Il governo italiano ha risposto con una misura di estrema urgenza all’escalation del conflitto in Iran. Questa mattina, durante le comunicazioni ufficiali alla Camera dei Deputati, il ministro della Difesa Guido Crosetto ha annunciato di aver disposto il massimo livello di allerta per la protezione aerea e anti-balistica su tutto il territorio nazionale.
Mandato ai vertici militari
Il ministro ha confermato di aver già impartito direttive precise al Capo di Stato Maggiore della Difesa affinché le difese dello Stato siano portate alla massima operatività. La decisione è stata assunta in stretto coordinamento con gli alleati internazionali e nell’ambito delle procedure previste dalla Nato, a seguito dei recenti e gravi episodi bellici che hanno interessato la Turchia e l’isola di Cipro.

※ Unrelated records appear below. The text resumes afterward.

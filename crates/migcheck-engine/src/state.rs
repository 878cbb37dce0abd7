//! The mutable schema snapshot threaded through a run.
//!
//! [`ProjectState`] is produced by the external planner to reflect all
//! previously applied migrations and is mutated in place as each pending
//! migration is applied. The orchestrator is its sole owner for the
//! duration of a run; it is never persisted.

use std::collections::HashMap;

use crate::migration::{ConstraintDef, FieldDef, IndexDef};

/// A snapshot of every known model, keyed by `(app_label, model_name)`.
#[derive(Debug, Clone, Default)]
pub struct ProjectState {
    models: HashMap<(String, String), ModelState>,
}

impl ProjectState {
    /// Creates an empty snapshot.
    pub fn new() -> Self {
        Self::default()
    }

    /// Adds a model to the snapshot.
    pub fn add_model(&mut self, model: ModelState) {
        let key = (model.app_label.clone(), model.name.clone());
        self.models.insert(key, model);
    }

    /// Removes a model from the snapshot.
    pub fn remove_model(&mut self, app_label: &str, name: &str) {
        self.models
            .remove(&(app_label.to_string(), name.to_string()));
    }

    /// Renames a model, keeping its fields.
    pub fn rename_model(&mut self, app_label: &str, old_name: &str, new_name: &str) {
        if let Some(mut model) = self
            .models
            .remove(&(app_label.to_string(), old_name.to_string()))
        {
            model.name = new_name.to_string();
            self.add_model(model);
        }
    }

    /// Returns a model, if present.
    pub fn get_model(&self, app_label: &str, name: &str) -> Option<&ModelState> {
        self.models
            .get(&(app_label.to_string(), name.to_string()))
    }

    /// Returns a mutable model, if present.
    pub fn get_model_mut(&mut self, app_label: &str, name: &str) -> Option<&mut ModelState> {
        self.models
            .get_mut(&(app_label.to_string(), name.to_string()))
    }

    /// Returns the number of models in the snapshot.
    pub fn len(&self) -> usize {
        self.models.len()
    }

    /// Returns whether the snapshot is empty.
    pub fn is_empty(&self) -> bool {
        self.models.is_empty()
    }
}

/// The state of a single model at a point in the migration sequence.
#[derive(Debug, Clone)]
pub struct ModelState {
    /// The application label this model belongs to.
    pub app_label: String,
    /// The model name.
    pub name: String,
    /// The fields of this model.
    pub fields: Vec<FieldDef>,
    /// Indexes on this model.
    pub indexes: Vec<IndexDef>,
    /// Constraints on this model.
    pub constraints: Vec<ConstraintDef>,
}

impl ModelState {
    /// Creates a model state with the given fields and no indexes or
    /// constraints.
    pub fn new(
        app_label: impl Into<String>,
        name: impl Into<String>,
        fields: Vec<FieldDef>,
    ) -> Self {
        Self {
            app_label: app_label.into(),
            name: name.into(),
            fields,
            indexes: Vec::new(),
            constraints: Vec::new(),
        }
    }

    /// Returns the database table name for this model.
    pub fn db_table(&self) -> String {
        format!("{}_{}", self.app_label, self.name)
    }
}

Il rischio di reazioni imprevedibili
La motivazione alla base di questo innalzamento dei livelli di sicurezza risiede nella criticità dello scenario mediorientale. Secondo il titolare della Difesa, la possibilità di reazioni sconsiderate impone la massima prudenza, poiché in questa fase non si può escludere alcun tipo di minaccia o sviluppo drammatico.
La protezione dello spazio aereo italiano diventa quindi la priorità assoluta per fronteggiare eventuali scenari di crisi derivanti dal conflitto iraniano, garantendo una copertura costante contro possibili vettori balistici.